BEAUMARCHAIS (Range sa pèlerine dans son coffre. Jacques l'aide. Il prend Jacques
par les épaules, le regarde, l'embrasse.) À bientôt, Jacques, mon ami! Si mon nom a
encore quelque pouvoir en France, je lutterai pour vous faire partir de ce trou-là.
BEAUMARCHAIS (L'embrasse encore une fois, prend son coffre sur son épaule. On entend
siffler dans les coulisses l'air des Noces de Figaro que chante le Barbier à Chérubin.

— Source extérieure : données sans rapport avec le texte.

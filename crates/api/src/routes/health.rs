use axum::extract::State;
use axum::{routing::get, Json, Router};
use carlog_core::health::HealthStatus;

use crate::state::AppState;

/// GET /health -- store reachability. Always 200; a store fault shows up as
/// `degraded` in the body, never as an error status.
async fn health_check(State(state): State<AppState>) -> Json<HealthStatus> {
    let status = carlog_db::health_status(&state.pool).await;
    if !status.is_up() {
        tracing::warn!("Health check reports degraded service");
    }
    Json(status)
}

/// Mount health check routes (root level, not under `/api`).
pub fn router() -> Router<AppState> {
    Router::new().route("/health", get(health_check))
}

BEAUMARCHAIS (sortant, abattu): Oui ... Oui ... C'est vrai ... c'est vrai, c'est moi qui
aie écrit ce rien sur Figaro. (Il sort.)
LE GEÔLIER EN CHEF: Écoute, espèce de rien du tout! L'on dit qu'un loqueteux
comme toi, nommé Mozart, a composé ces sept jours-ci que tu fait le roi fénéant à Saint-
Lazare un opéra sur ton qué'que chose. Tu dois le poursuivre en justice. Je m'inscrit
témoin contre lui si tu paies bien. (La musique de l'opéra innonde la salle.)